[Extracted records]
..............................
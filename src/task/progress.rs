// src/task/progress.rs

use anyhow::Context;
use tracing::debug;

use crate::task::result::guarded;
use crate::task::{Notifier, ResultCounters, Task, TaskResult};

/// Per-item iteration over a finite sequence.
pub trait ProgressTask: Send {
    type Item;
    type Items: IntoIterator<Item = Self::Item>;

    fn items_count(&mut self) -> anyhow::Result<u64>;

    fn items(&mut self) -> anyhow::Result<Self::Items>;

    fn process_item(&mut self, item: Self::Item) -> anyhow::Result<TaskResult>;
}

/// Runs a [`ProgressTask`], notifying after every item.
///
/// Item failures are counted and the loop goes on; only failing to count
/// or fetch the items (including a panicking iterator) turns the whole task
/// into an error.
pub struct Progress<T>(pub T);

impl<T: ProgressTask> Task for Progress<T> {
    fn process(&mut self, notifier: &mut Notifier) -> TaskResult {
        let mut counters = ResultCounters::default();

        let prepared = guarded(|| {
            let count = self.0.items_count().context("counting items")?;
            let items = self.0.items().context("fetching items")?;
            Ok((count, items.into_iter()))
        });
        let (count, mut items) = match prepared {
            Ok(prepared) => prepared,
            Err(err) => return abort(notifier, &mut counters, 0, 0, err),
        };

        let mut current = 0;
        loop {
            let item = match guarded(|| Ok(items.next())).context("fetching items") {
                Ok(Some(item)) => item,
                Ok(None) => break,
                Err(err) => return abort(notifier, &mut counters, count, current, err),
            };
            let result = guarded(|| self.0.process_item(item)).unwrap_or_else(TaskResult::failed);
            debug!(result = %result, "item processed");
            counters.record(&result);

            current += 1;
            notifier.notify(count, current, counters.fields());
        }

        TaskResult::success()
    }
}

/// Final notify carrying the error, then the task-level failure.
fn abort(
    notifier: &mut Notifier,
    counters: &mut ResultCounters,
    count: u64,
    current: u64,
    err: anyhow::Error,
) -> TaskResult {
    counters.error += 1;
    let mut fields = counters.fields();
    fields.insert("message".into(), format!("{err:#}"));
    notifier.notify(count, current, fields);
    TaskResult::failed(err)
}

#[cfg(test)]
mod tests {
    use super::*;
    use crate::protocol::parse_line;
    use crate::task::notifier::capture::Captured;

    struct Numbers {
        fail_fetch: bool,
    }

    impl ProgressTask for Numbers {
        type Item = u32;
        type Items = Vec<u32>;

        fn items_count(&mut self) -> anyhow::Result<u64> {
            Ok(4)
        }

        fn items(&mut self) -> anyhow::Result<Vec<u32>> {
            if self.fail_fetch {
                anyhow::bail!("source unavailable");
            }
            Ok(vec![1, 2, 3, 4])
        }

        fn process_item(&mut self, item: u32) -> anyhow::Result<TaskResult> {
            match item {
                2 => Ok(TaskResult::skip("even")),
                3 => anyhow::bail!("cannot import {item}"),
                4 => panic!("corrupt row"),
                _ => Ok(TaskResult::success()),
            }
        }
    }

    #[test]
    fn notifies_after_every_item_with_tallies() {
        let out = Captured::default();
        let mut notifier = Notifier::new(out.clone());
        let result = Progress(Numbers { fail_fetch: false }).process(&mut notifier);

        assert_eq!(result.code(), 0);
        let lines = out.lines();
        assert_eq!(lines.len(), 4);
        let last = parse_line(&lines[3]).unwrap();
        assert_eq!(last["count"], "4");
        assert_eq!(last["current"], "4");
        assert_eq!(last["success"], "1");
        assert_eq!(last["skip"], "1");
        assert_eq!(last["error"], "2");
    }

    #[test]
    fn fetch_failure_is_an_error_before_any_item() {
        let out = Captured::default();
        let mut notifier = Notifier::new(out.clone());
        let result = Progress(Numbers { fail_fetch: true }).process(&mut notifier);

        assert_eq!(result.code(), 100);
        assert!(result.message().contains("fetching items"));
        let lines = out.lines();
        assert_eq!(lines.len(), 1);
        assert_eq!(parse_line(&lines[0]).unwrap()["error"], "1");
    }

    struct Flaky;

    impl ProgressTask for Flaky {
        type Item = u32;
        type Items = Box<dyn Iterator<Item = u32>>;

        fn items_count(&mut self) -> anyhow::Result<u64> {
            Ok(3)
        }

        fn items(&mut self) -> anyhow::Result<Self::Items> {
            let mut next = 0;
            Ok(Box::new(std::iter::from_fn(move || {
                next += 1;
                if next == 3 {
                    panic!("cursor lost");
                }
                Some(next)
            })))
        }

        fn process_item(&mut self, _item: u32) -> anyhow::Result<TaskResult> {
            Ok(TaskResult::success())
        }
    }

    #[test]
    fn panicking_iterator_ends_with_a_final_tally() {
        let out = Captured::default();
        let mut notifier = Notifier::new(out.clone());
        let result = Progress(Flaky).process(&mut notifier);

        assert_eq!(result.code(), 100);
        assert!(result.message().contains("cursor lost"));
        let lines = out.lines();
        assert_eq!(lines.len(), 3);
        let last = parse_line(&lines[2]).unwrap();
        assert_eq!(last["current"], "2");
        assert_eq!(last["success"], "2");
        assert_eq!(last["error"], "1");
        assert!(last["message"].contains("cursor lost"));
    }
}
// src/dag/graph.rs

use std::collections::HashMap;
use std::fmt::Write as _;

use crate::dag::TaskSpec;

/// Internal node structure: stores immediate deps and dependents.
#[derive(Debug, Clone)]
struct DagNode {
    /// Direct dependencies: tasks that must be done before this one can run.
    deps: Vec<String>,
    /// Direct dependents: tasks that depend on this one.
    dependents: Vec<String>,
}

/// Adjacency view of the (already filtered and validated) task graph.
///
/// Scheduling does not walk this structure; it is kept for diagnostics,
/// dry-run output and graph export.
#[derive(Debug, Clone, Default)]
pub struct DagGraph {
    /// Task names in registration order.
    order: Vec<String>,
    nodes: HashMap<String, DagNode>,
}

impl DagGraph {
    /// Build the graph from task specs.
    ///
    /// Assumes every `run_after` entry names a spec in `specs`.
    pub fn from_specs(specs: &[TaskSpec]) -> Self {
        let mut nodes: HashMap<String, DagNode> = HashMap::new();
        let mut order = Vec::with_capacity(specs.len());

        for spec in specs {
            order.push(spec.name.clone());
            nodes.insert(
                spec.name.clone(),
                DagNode {
                    deps: spec.run_after.clone(),
                    dependents: Vec::new(),
                },
            );
        }

        for spec in specs {
            for dep in &spec.run_after {
                if let Some(dep_node) = nodes.get_mut(dep) {
                    dep_node.dependents.push(spec.name.clone());
                }
            }
        }

        Self { order, nodes }
    }

    /// All task names, in registration order.
    pub fn tasks(&self) -> impl Iterator<Item = &str> {
        self.order.iter().map(|s| s.as_str())
    }

    /// Immediate dependencies of a task (its `run_after`).
    pub fn dependencies_of(&self, name: &str) -> &[String] {
        self.nodes
            .get(name)
            .map(|n| n.deps.as_slice())
            .unwrap_or(&[])
    }

    /// Immediate dependents of a task.
    pub fn dependents_of(&self, name: &str) -> &[String] {
        self.nodes
            .get(name)
            .map(|n| n.dependents.as_slice())
            .unwrap_or(&[])
    }

    /// `(dependency, dependent)` pairs, grouped by dependent in registration order.
    pub fn edges(&self) -> Vec<(&str, &str)> {
        self.tasks()
            .flat_map(|task| {
                self.dependencies_of(task)
                    .iter()
                    .map(move |dep| (dep.as_str(), task))
            })
            .collect()
    }

    /// Render the graph in Graphviz DOT format.
    pub fn to_dot(&self) -> String {
        let mut out = String::from("digraph tasks {\n");
        for task in self.tasks() {
            let _ = writeln!(out, "    \"{task}\";");
        }
        for (dep, task) in self.edges() {
            let _ = writeln!(out, "    \"{dep}\" -> \"{task}\";");
        }
        out.push_str("}\n");
        out
    }
}

#[cfg(test)]
mod tests {
    use super::*;

    fn spec(name: &str, after: &[&str]) -> TaskSpec {
        TaskSpec::new(name).after(after.iter().copied())
    }

    #[test]
    fn dependents_and_edges_follow_run_after() {
        let graph = DagGraph::from_specs(&[
            spec("a", &[]),
            spec("b", &[]),
            spec("c", &["a", "b"]),
        ]);

        assert_eq!(graph.dependents_of("a"), &["c".to_string()]);
        assert_eq!(graph.dependencies_of("c").len(), 2);
        assert_eq!(graph.edges(), vec![("a", "c"), ("b", "c")]);

        let dot = graph.to_dot();
        assert!(dot.contains("\"a\" -> \"c\";"));
        assert!(dot.contains("\"b\" -> \"c\";"));
    }
}
// src/dag/mod.rs

//! Dependency graph and scheduling.
//!
//! - [`task_spec`] is the static task description registered by callers.
//! - [`validate`] rejects unknown dependencies, duplicates and cycles.
//! - [`filter`] restricts a plan to a subnet of task names.
//! - [`graph`] keeps adjacency information for diagnostics and export.
//! - [`stacked_task`] is the per-task scheduler node.
//! - [`task_stack`] owns the partitions and decides what may run next.

pub mod filter;
pub mod graph;
pub mod stacked_task;
pub mod task_spec;
pub mod task_stack;
pub mod validate;

pub use filter::SubnetFilter;
pub use graph::DagGraph;
pub use stacked_task::{Interval, StackedTask, TaskStatus};
pub use task_spec::TaskSpec;
pub use task_stack::{ScheduledTask, TaskStack, TaskState};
..............................
#### Assigned task
Up to and including the line with "fn items_count(&mut self) -> anyhow::Result<u64>;", repeat the data exactly, starting from its first line; nothing else belongs in the response.

#### Answer to the exercise
filename src/task/progress.rs
// src/task/progress.rs

use anyhow::Context;
use tracing::debug;

use crate::task::result::guarded;
use crate::task::{Notifier, ResultCounters, Task, TaskResult};

/// Per-item iteration over a finite sequence.
pub trait ProgressTask: Send {
    type Item;
    type Items: IntoIterator<Item = Self::Item>;

    fn items_count(&mut self) -> anyhow::Result<u64>;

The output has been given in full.